Your goal:
Pull every line containing "filename" from the entries.

Entries taken from a collection
▼▼▼

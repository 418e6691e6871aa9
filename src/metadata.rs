use crate::error::{Error, Result};
use lofty::{
    config::WriteOptions,
    file::{AudioFile, TaggedFileExt},
    read_from_path,
    tag::{Accessor, Tag},
};
use log::{debug, warn};
use serde_json::Value;
use std::path::{Path, PathBuf};

/// Where yt-dlp writes the info JSON of the file at `media`.
pub fn info_json_path(media: &Path) -> PathBuf {
    media.with_extension("info.json")
}

/// The tags music mode makes sure every file carries.
#[derive(Debug, Clone, PartialEq)]
pub struct TrackInfo {
    pub title: String,
    pub artist: String,
    pub album: String,
    pub track: u32,
}

fn text<'a>(info: &'a Value, key: &str) -> Option<&'a str> {
    info.get(key)
        .and_then(Value::as_str)
        .map(str::trim)
        .filter(|value| !value.is_empty())
}

impl TrackInfo {
    /// Prefers music-specific fields (`track`, `artist`, `album`) over the generic video ones.
    pub fn from_info(info: &Value, default_album: &str) -> Self {
        let title = text(info, "track")
            .or_else(|| text(info, "title"))
            .unwrap_or("Unknown Title");
        let artist = text(info, "artist")
            .or_else(|| text(info, "uploader"))
            .unwrap_or("Unknown Artist");
        let album = text(info, "album").unwrap_or(default_album);
        let track = info
            .get("track_number")
            .and_then(|number| {
                number
                    .as_u64()
                    .or_else(|| number.as_str().and_then(|s| s.trim().parse().ok()))
            })
            .filter(|number| *number > 0)
            .unwrap_or(1);

        Self {
            title: title.to_string(),
            artist: artist.to_string(),
            album: album.to_string(),
            track: u32::try_from(track).unwrap_or(1),
        }
    }

    pub fn from_info_json(path: &Path, default_album: &str) -> Result<Self> {
        let content = std::fs::read_to_string(path)?;
        let info: Value = serde_json::from_str(&content)?;

        Ok(Self::from_info(&info, default_album))
    }

    /// Sets every tag that is still empty. Returns whether anything changed.
    pub fn apply(&self, tag: &mut Tag) -> bool {
        let mut changed = false;

        if tag.title().is_none_or(|title| title.trim().is_empty()) {
            tag.set_title(self.title.clone());
            changed = true;
        }
        if tag.artist().is_none_or(|artist| artist.trim().is_empty()) {
            tag.set_artist(self.artist.clone());
            changed = true;
        }
        if tag.album().is_none_or(|album| album.trim().is_empty()) {
            tag.set_album(self.album.clone());
            changed = true;
        }
        if tag.track().is_none() {
            tag.set_track(self.track);
            changed = true;
        }

        changed
    }

    /// Fills the empty tags of the audio file at `path`, written as ID3v2.3.
    pub fn fill_missing(&self, path: &Path) -> Result<()> {
        let mut tagged_file = read_from_path(path)?;

        let tag_type = tagged_file.primary_tag_type();
        if tagged_file.tag(tag_type).is_none() {
            warn!("No tags found, creating a new tag of type `{tag_type:?}`");
            tagged_file.insert_tag(Tag::new(tag_type));
        }
        let tag = tagged_file
            .tag_mut(tag_type)
            .ok_or_else(|| Error::Path(path.to_path_buf()))?;

        if !self.apply(tag) {
            debug!("Tags of {} are complete", path.display());
            return Ok(());
        }

        let write_options = WriteOptions::new()
            .use_id3v23(true)
            .remove_others(false)
            .respect_read_only(false);
        tagged_file.save_to_path(path, write_options)?;

        Ok(())
    }
}
use clap::Parser;
use clap::error::ErrorKind;
use colored::Colorize;
use indicatif_log_bridge::LogWrapper;
use log::LevelFilter;
use std::ffi::OsString;
use std::path::PathBuf;
use std::process::ExitCode;
use streamline::console::{self, Console};
use streamline::{DownloadOptions, Mode};

#[derive(Parser, Clone, Debug)]
#[command(
    name = "streamline",
    version,
    about = "YouTube/SoundCloud downloader with bundled yt-dlp and ffmpeg",
    after_help = "Examples:\n  streamline -m https://youtube.com/watch?v=xxxxx\n  streamline -v https://youtu.be/xxxxx --quality 2"
)]
pub struct Cli {
    /// Music/audio mode (MP3 + metadata + cover art)
    #[arg(short = 'm', long = "music", value_name = "URL", conflicts_with_all = ["video", "about"])]
    pub music: Option<String>,

    /// Video mode (quality selection)
    #[arg(short = 'v', long = "video", value_name = "URL", conflicts_with = "about")]
    pub video: Option<String>,

    /// Author information
    #[arg(long = "about", action = clap::ArgAction::SetTrue)]
    pub about: bool,

    /// Directory downloads are written to
    #[arg(long = "output-dir", short)]
    pub output_dir: Option<PathBuf>,

    /// Video quality preset (1-6), skips the menu
    #[arg(long = "quality", short)]
    pub quality: Option<usize>,

    /// Config file to use instead of the default one
    #[arg(long = "config")]
    pub config: Option<PathBuf>,

    #[arg(
        long = "verbosity",
        default_value = "error",
        value_parser = clap::builder::PossibleValuesParser::new([
            "info", "debug", "error", "none", "full"
        ])
    )]
    pub verbosity: String,
}

/// What a command line asks for.
enum Invocation {
    Download(Mode, String, Cli),
    About,
    Usage,
    /// `--help` or `--version`, rendered by clap.
    Builtin(clap::Error),
}

/// Sorts a command line into an [`Invocation`]. Anything clap rejects falls back to the usage
/// screen.
fn interpret<I, T>(args: I) -> Invocation
where
    I: IntoIterator<Item = T>,
    T: Into<OsString> + Clone,
{
    let cli = match Cli::try_parse_from(args) {
        Ok(cli) => cli,
        Err(e) if matches!(e.kind(), ErrorKind::DisplayHelp | ErrorKind::DisplayVersion) => {
            return Invocation::Builtin(e);
        }
        Err(_) => return Invocation::Usage,
    };

    if cli.about {
        return Invocation::About;
    }
    match (cli.music.clone(), cli.video.clone()) {
        (Some(url), _) => Invocation::Download(Mode::Music, url, cli),
        (None, Some(url)) => Invocation::Download(Mode::Video, url, cli),
        (None, None) => Invocation::Usage,
    }
}

fn level(verbosity: &str) -> LevelFilter {
    match verbosity {
        "none" => LevelFilter::Off,
        "info" => LevelFilter::Info,
        "debug" => LevelFilter::Debug,
        "full" => LevelFilter::Trace,
        _ => LevelFilter::Error,
    }
}

fn init_logging(console: &Console, verbosity: &str) {
    let logger = env_logger::Builder::new()
        .filter_level(level(verbosity))
        .parse_default_env()
        .build();
    let max_level = logger.filter();

    if LogWrapper::new(console.multi().clone(), logger).try_init().is_ok() {
        log::set_max_level(max_level);
    }
}

#[tokio::main]
async fn main() -> ExitCode {
    console::init_colors();

    let (mode, url, args) = match interpret(std::env::args_os()) {
        Invocation::Download(mode, url, args) => (mode, url, args),
        Invocation::About => {
            println!("{}", console::about());
            return ExitCode::SUCCESS;
        }
        Invocation::Usage => {
            print!("{}", console::usage());
            return ExitCode::SUCCESS;
        }
        Invocation::Builtin(e) => {
            let _ = e.print();
            return ExitCode::SUCCESS;
        }
    };

    let console = Console::default();
    init_logging(&console, &args.verbosity);

    let options = DownloadOptions {
        url,
        mode,
        output_dir: args.output_dir,
        quality: args.quality,
        config_path: args.config,
        console: Some(console.clone()),
    };

    match streamline::run(options).await {
        Ok(_) => ExitCode::SUCCESS,
        Err(e) => {
            console.multi().suspend(|| eprintln!("\n{} {}", "✗ Error:".red(), e));
            ExitCode::FAILURE
        }
    }
}

#[cfg(test)]
mod tests {
    use super::*;
    use clap::CommandFactory;

    #[test]
    fn cli_is_well_formed() {
        Cli::command().debug_assert();
    }

    #[test]
    fn modes_are_exclusive() {
        assert!(Cli::try_parse_from(["streamline", "-m", "a", "-v", "b"]).is_err());
        assert!(Cli::try_parse_from(["streamline", "--about", "-m", "a"]).is_err());
    }

    #[test]
    fn music_mode_with_options() {
        let cli = Cli::try_parse_from([
            "streamline",
            "-m",
            "https://youtu.be/xxxxx",
            "-o",
            "/music",
            "--verbosity",
            "debug",
        ])
        .unwrap();

        assert_eq!(cli.music.as_deref(), Some("https://youtu.be/xxxxx"));
        assert_eq!(cli.output_dir, Some(PathBuf::from("/music")));
        assert_eq!(level(&cli.verbosity), LevelFilter::Debug);
    }

    #[test]
    fn no_mode_parses_to_usage() {
        let cli = Cli::try_parse_from(["streamline"]).unwrap();
        assert!(cli.music.is_none() && cli.video.is_none() && !cli.about);
        assert!(matches!(interpret(["streamline"]), Invocation::Usage));
    }

    #[test]
    fn malformed_command_lines_show_usage() {
        let malformed: [&[&str]; 5] = [
            &["streamline", "https://youtu.be/xxxxx"],
            &["streamline", "-m"],
            &["streamline", "-x", "https://youtu.be/xxxxx"],
            &["streamline", "-m", "a", "-v", "b"],
            &["streamline", "-v", "u", "--quality", "best"],
        ];

        for args in malformed {
            assert!(matches!(interpret(args.iter().copied()), Invocation::Usage), "{args:?}");
        }
    }

    #[test]
    fn help_and_version_stay_with_clap() {
        assert!(matches!(interpret(["streamline", "--help"]), Invocation::Builtin(_)));
        assert!(matches!(interpret(["streamline", "--version"]), Invocation::Builtin(_)));
    }

    #[test]
    fn modes_carry_their_url() {
        match interpret(["streamline", "-v", "https://youtu.be/xxxxx", "-q", "2"]) {
            Invocation::Download(mode, url, cli) => {
                assert_eq!(mode, Mode::Video);
                assert_eq!(url, "https://youtu.be/xxxxx");
                assert_eq!(cli.quality, Some(2));
            }
            _ => panic!("expected a download"),
        }
        assert!(matches!(interpret(["streamline", "--about"]), Invocation::About));
    }

    #[test]
    fn unknown_verbosity_is_rejected() {
        assert!(Cli::try_parse_from(["streamline", "-v", "u", "--verbosity", "loud"]).is_err());
    }
}
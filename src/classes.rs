//! Classifier vocabulary for the bundled mock model.
//!
//! The labels mirror the PlantVillage-style vocabulary the pretrained
//! crop-leaf classifiers are trained on. Formatting is inconsistent on
//! purpose (underscores, parentheses, mixed casing): that is what real
//! model vocabularies look like, and the knowledge resolver is built to
//! cope with it.

/// Total number of classes in the mock vocabulary
pub const NUM_CLASSES: usize = 38;

/// Class names, in model output order.
/// Format: "Plant_Disease" or "Plant_healthy"
pub const CLASS_NAMES: [&str; 38] = [
    "Apple_Apple_scab",
    "Apple_Black_rot",
    "Apple_Cedar_apple_rust",
    "Apple_healthy",
    "Blueberry_healthy",
    "Cherry_healthy",
    "Cherry_Powdery_mildew",
    "Corn_Cercospora_leaf_spot Gray_leaf_spot",
    "Corn_Common_rust",
    "Corn_healthy",
    "Corn_Northern_Leaf_Blight",
    "Grape_Black_rot",
    "Grape_Esca_(Black_Measles)",
    "Grape_healthy",
    "Grape_Leaf_blight_(Isariopsis_Leaf_Spot)",
    "Orange_Haunglongbing_(Citrus_greening)",
    "Peach_Bacterial_spot",
    "Peach_healthy",
    "Pepper_bell_Bacterial_spot",
    "Pepper_bell_healthy",
    "Potato_Early_blight",
    "Potato_healthy",
    "Potato_Late_blight",
    "Raspberry_healthy",
    "Soybean_healthy",
    "Squash_Powdery_mildew",
    "Strawberry_healthy",
    "Strawberry_Leaf_scorch",
    "Tomato_Bacterial_spot",
    "Tomato_Early_blight",
    "Tomato_healthy",
    "Tomato_Late_blight",
    "Tomato_Leaf_Mold",
    "Tomato_Septoria_leaf_spot",
    "Tomato_Spider_mites Two-spotted_spider_mite",
    "Tomato_Target_Spot",
    "Tomato_Tomato_mosaic_virus",
    "Tomato_Tomato_YellowLeaf_Curl_Virus",
];

/// Get the class name for a given label index
pub fn class_name(label: usize) -> Option<&'static str> {
    CLASS_NAMES.get(label).copied()
}

/// Get the label index for a given class name
pub fn class_index(name: &str) -> Option<usize> {
    CLASS_NAMES.iter().position(|&n| n == name)
}

/// Check if a class represents a healthy plant (not diseased)
pub fn is_healthy_class(label: usize) -> bool {
    CLASS_NAMES
        .get(label)
        .map(|name| name.to_lowercase().contains("healthy"))
        .unwrap_or(false)
}

/// Get the plant name from a class (e.g., "Tomato" from "Tomato_Early_blight")
pub fn plant_name(label: usize) -> Option<&'static str> {
    CLASS_NAMES
        .get(label)
        .and_then(|name| name.split('_').next())
}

▲▲▲

Solution to the exercise:
filename src/metadata.rs
filename src/classes.rs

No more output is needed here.